Taylor grunts while I stare at my reflection in a hallway mirror. I'm not sure I actually respond before he hangs up on me. Days later, I'm packing my bag.
Our new goalie coach—a guy named Oskar, rumored to drink, swear, and fuck more than the rest of our staff combined—joins us at the lake. I'm irrationally annoyed to find out Wyatt is back. I greet Taylor's son for the first time since he and Harper engaged in an assortment of underage fun, and I look forward to teasing her about those memories later. I end up in the same room I had last year, the futon an unnecessary prop now. The sun calls us to the dock for beer and a boat ride almost as soon as we've arrived.
That first night, it's just the five of us, drinking too much and laughing too hard. For fleeting moments, I feel like everything is exactly the way it should be.

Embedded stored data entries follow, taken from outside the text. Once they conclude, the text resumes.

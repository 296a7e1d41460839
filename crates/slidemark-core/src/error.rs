//! Error types shared across the core.

use std::path::PathBuf;
use thiserror::Error;

/// Invalid construction of a model object.
#[derive(Debug, Clone, PartialEq, Eq, Error)]
pub enum ConfigurationError {
    #[error("annotation needs a target widget")]
    MissingTarget,
    #[error("annotation needs a kind")]
    MissingKind,
}

/// An image, sidecar or composite source could not be used.
#[derive(Debug, Error)]
pub enum ResourceError {
    #[error("failed to read {path}: {reason}")]
    Unreadable { path: PathBuf, reason: String },
    #[error("failed to decode image {path}: {reason}")]
    Decode { path: PathBuf, reason: String },
    #[error("no windows to composite")]
    NoWindows,
    #[error("window {0} has no frame descriptor")]
    MissingFrame(usize),
    #[error("{0}")]
    Other(String),
}

/// Malformed or unexpected document shape.
#[derive(Debug, Error)]
pub enum SchemaError {
    #[error("invalid JSON: {0}")]
    Json(#[from] serde_json::Error),
    #[error("unknown annotation kind: {0}")]
    UnknownKind(String),
    #[error("unknown slide layout: {0}")]
    UnknownLayout(String),
    #[error("invalid slide code: {0}")]
    BadSlideCode(String),
    #[error("invalid color: {0}")]
    BadColor(String),
    #[error("annotation kind {0} is transient and cannot be saved")]
    TransientKind(&'static str),
    #[error("{0}")]
    Other(String),
}

/// Recoverable problem found while loading; the load itself succeeded.
#[derive(Debug, Clone, PartialEq, Eq)]
pub enum LoadWarning {
    /// An annotation's widget path is not on its slide; a degenerate target was used.
    MissingWidget { slide: usize, path: String },
    /// A slide could not be built and was left out.
    SlideSkipped { slide: usize, reason: String },
}

impl std::fmt::Display for LoadWarning {
    fn fmt(&self, f: &mut std::fmt::Formatter<'_>) -> std::fmt::Result {
        match self {
            LoadWarning::MissingWidget { slide, path } => {
                write!(f, "slide {slide}: widget {path} not found")
            }
            LoadWarning::SlideSkipped { slide, reason } => {
                write!(f, "slide {slide} skipped: {reason}")
            }
        }
    }
}
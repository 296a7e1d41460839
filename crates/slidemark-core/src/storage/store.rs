//! Loading, saving and document lifecycle.

use super::convert::{LoadOutcome, from_document, from_legacy, to_document};
use super::schema::{CaptureManifest, DocumentFormat, parse_document};
use super::{Storage, StorageError, StorageResult, capture};
use crate::error::LoadWarning;
use crate::slide::{Slide, SlideId, SlideLayout, SlidePainter};
use crate::tutorial::{Tutorial, TutorialMetadata};

/// Lifecycle of the tutorial document held by a [`TutorialStore`].
#[derive(Debug, Clone, Copy, PartialEq, Eq)]
pub enum DocumentState {
    Unloaded,
    Loaded,
    Editing,
    Saved,
}

/// What a save wrote.
#[derive(Debug, Clone, Copy, Default, PartialEq, Eq)]
pub struct SaveReport {
    pub slides: usize,
    pub text_entries: usize,
    pub images: usize,
}

/// Read the document and its text dictionary, picking the loader by format.
pub fn load_tutorial<S: Storage + ?Sized>(
    storage: &S,
    locale: Option<&str>,
) -> StorageResult<LoadOutcome> {
    let json = storage.read_document()?;
    let text = storage.read_text(locale)?;
    let outcome = match parse_document(&json)? {
        DocumentFormat::Current(document) => from_document(document, &text, storage)?,
        DocumentFormat::Legacy(document) => {
            log::info!("Document has no version marker, using legacy loader");
            from_legacy(document, &text, storage)?
        }
    };
    for warning in &outcome.warnings {
        log::warn!("{warning}");
    }
    Ok(outcome)
}

/// Write the document and the default text dictionary.
///
/// With a painter, every emitted slide is redrawn without previews or
/// selection outlines and its image written under the slide's `ImagePath`.
/// A slide whose background came from such an image gets the background
/// written back unchanged, painter or not, so the next load finds it.
pub fn save_tutorial<S: Storage + ?Sized>(
    storage: &S,
    tutorial: &Tutorial,
    mut painter: Option<&mut dyn SlidePainter>,
) -> StorageResult<SaveReport> {
    let (document, text) = to_document(tutorial)?;
    let mut report = SaveReport {
        slides: document.slides.len(),
        text_entries: text.len(),
        images: 0,
    };

    let emitted = tutorial.slides().iter().filter(|s| s.is_emitted());
    for (slide, record) in emitted.zip(&document.slides) {
        if slide.rendered_background {
            storage.write_slide_image(&record.image_path, slide.background())?;
            report.images += 1;
        } else if let Some(painter) = painter.as_deref_mut() {
            let mut export = slide.clone();
            export.discard_uncommitted();
            export.clear_selection_highlights();
            storage.write_slide_image(&record.image_path, export.redraw(painter))?;
            report.images += 1;
        }
    }

    let json = serde_json::to_string_pretty(&document)
        .map_err(|e| StorageError::Other(format!("Failed to serialize document: {}", e)))?;
    storage.write_document(&json)?;
    storage.write_text(&text)?;

    log::info!(
        "Saved {} slides, {} text entries, {} images",
        report.slides,
        report.text_entries,
        report.images
    );
    Ok(report)
}

/// Owns one tutorial and its storage, tracking where it is in its lifecycle.
pub struct TutorialStore<S: Storage> {
    storage: S,
    locale: Option<String>,
    state: DocumentState,
    tutorial: Option<Tutorial>,
    warnings: Vec<LoadWarning>,
}

impl<S: Storage> TutorialStore<S> {
    pub fn new(storage: S) -> Self {
        Self {
            storage,
            locale: None,
            state: DocumentState::Unloaded,
            tutorial: None,
            warnings: Vec::new(),
        }
    }

    pub fn with_locale(mut self, locale: Option<String>) -> Self {
        self.locale = locale;
        self
    }

    pub fn storage(&self) -> &S {
        &self.storage
    }

    pub fn state(&self) -> DocumentState {
        self.state
    }

    /// Warnings from the last load or import.
    pub fn warnings(&self) -> &[LoadWarning] {
        &self.warnings
    }

    /// Mutated since the last load or save.
    pub fn is_dirty(&self) -> bool {
        self.state == DocumentState::Editing
    }

    /// Load the saved document. A failed load leaves the store untouched.
    pub fn load(&mut self) -> StorageResult<&Tutorial> {
        let outcome = load_tutorial(&self.storage, self.locale.as_deref())?;
        Ok(self.replace(outcome))
    }

    /// Build a fresh tutorial from the raw capture manifest.
    pub fn import_capture(&mut self) -> StorageResult<&Tutorial> {
        let manifest = CaptureManifest::from_json(&self.storage.read_manifest()?)?;
        let outcome = capture::import_capture(manifest, &self.storage);
        Ok(self.replace(outcome))
    }

    /// Start an empty tutorial.
    pub fn create(&mut self, metadata: TutorialMetadata) -> &mut Tutorial {
        self.warnings.clear();
        self.state = DocumentState::Editing;
        self.tutorial.insert(Tutorial::new(metadata))
    }

    fn replace(&mut self, outcome: LoadOutcome) -> &Tutorial {
        self.warnings = outcome.warnings;
        self.state = DocumentState::Loaded;
        self.tutorial.insert(outcome.tutorial)
    }

    pub fn tutorial(&self) -> Option<&Tutorial> {
        self.tutorial.as_ref()
    }

    /// Mutable access; marks the document as edited.
    pub fn edit(&mut self) -> StorageResult<&mut Tutorial> {
        let tutorial = self
            .tutorial
            .as_mut()
            .ok_or_else(|| StorageError::InvalidState("no tutorial loaded".into()))?;
        self.state = DocumentState::Editing;
        Ok(tutorial)
    }

    /// Insert a template page (cover, acknowledgment or blank) at `index`.
    pub fn add_page(&mut self, layout: SlideLayout, index: usize) -> StorageResult<SlideId> {
        if layout == SlideLayout::Screenshot {
            return Err(StorageError::InvalidState(
                "screenshot slides come from captures".into(),
            ));
        }
        let background = self.storage.layout_background(layout)?;
        let tutorial = self.edit()?;
        let index = index.min(tutorial.len());
        Ok(tutorial.insert_slide(index, Slide::page(layout, background)))
    }

    pub fn save(&mut self, painter: Option<&mut dyn SlidePainter>) -> StorageResult<SaveReport> {
        let tutorial = self
            .tutorial
            .as_ref()
            .ok_or_else(|| StorageError::InvalidState("nothing to save".into()))?;
        let report = save_tutorial(&self.storage, tutorial, painter)?;
        self.state = DocumentState::Saved;
        Ok(report)
    }
}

I've always been Jameson Sinclair.
However much hockey takes from me now, I haven't stopped loving it. The scrape of ice beneath my blades and the stillness on the rink before anyone else is there. The energy in a locker room as the team prepares for a big game or celebrates a big win. And yes, the cheers from people who are excited to be there with me and getto see me at my best and maybe even be proud of me for a couple of hours. I'm not playing anymore, and I still carry phantom pain everywhere, but this is only my second offseason as a coach, and I just need a little more time.
Hockey will start giving to me again if I wait.
We're sluggish the following morning, all of us getting older and slower about recovering from a late night. We devour grease and coffee and don't bother showering before we tumble toward the lake. We spend most of the day on the boat again. That afternoon, we're joined by Bailey McKeon and a friend of hers I recognize too quickly. They bring a couple of others, and we sprawl everywhere, more beer in our hands. The warm afternoon drags on, and Lara or Lena or Lana clings to me as intently as her bikini clings to her.
She hasn't let go by the time the sun goes down. I haven't asked her to. The women have their own place to stay, but I already know none of them will turn down a request to stay with one of us. I also know I've had more to drink than is smart with a mostly empty stomach and a pathetically needy body. The likelihood of making smart choices is ticking away. Still, after a failed round of pool on a table that didn't use to be here, and a few successful rounds of a card game I've never played before, I tell everyone I'm going to bed.
Alone.
At least a few people look terribly disappointed in me. Taylor seems intrigued.
I almost promise them it's just for the night. That I can feel my restraint fading. That the man in the headlines hasn't gone far, no matter how misleading any of those articles or pictures have been. Lara or Lena or Lana can wait one more day.
Mateo once waited years.
Chapter Sixteen: Mateo
(I Went to New York)
"Ishould go there."
Sophie rolls toward me and squints. She spent the night in my bed after we got wine-drunk and watched too many sappy movies, but the sun is cutting through my closed blinds, and what I've said makes no sense until she looks at my phone.
"You want to go on a boat ride?" she mumbles, and maybe it still doesn't make sense.
"No. I mean, I would. And I have. But I don't really care about the boat. Just that Jamie's on it. That's Taylor McKeon's boat."
"When was the picture taken?"
I shrug as well as I can while I'm still lying down. "Yesterday? The day before? It doesn't say. But according to a 'source,' they'll be there all week."
"So, he's on vacation again."
"Apparently."
"But he didn't invite you this year."
"Apparently not."
"And you think you should go there anyway."
I sigh. "I don't know. Everything is wrong between us now, and it would probably be so stupid to show up at one hockey superstar's lake house just to make things right with another hockey superstar."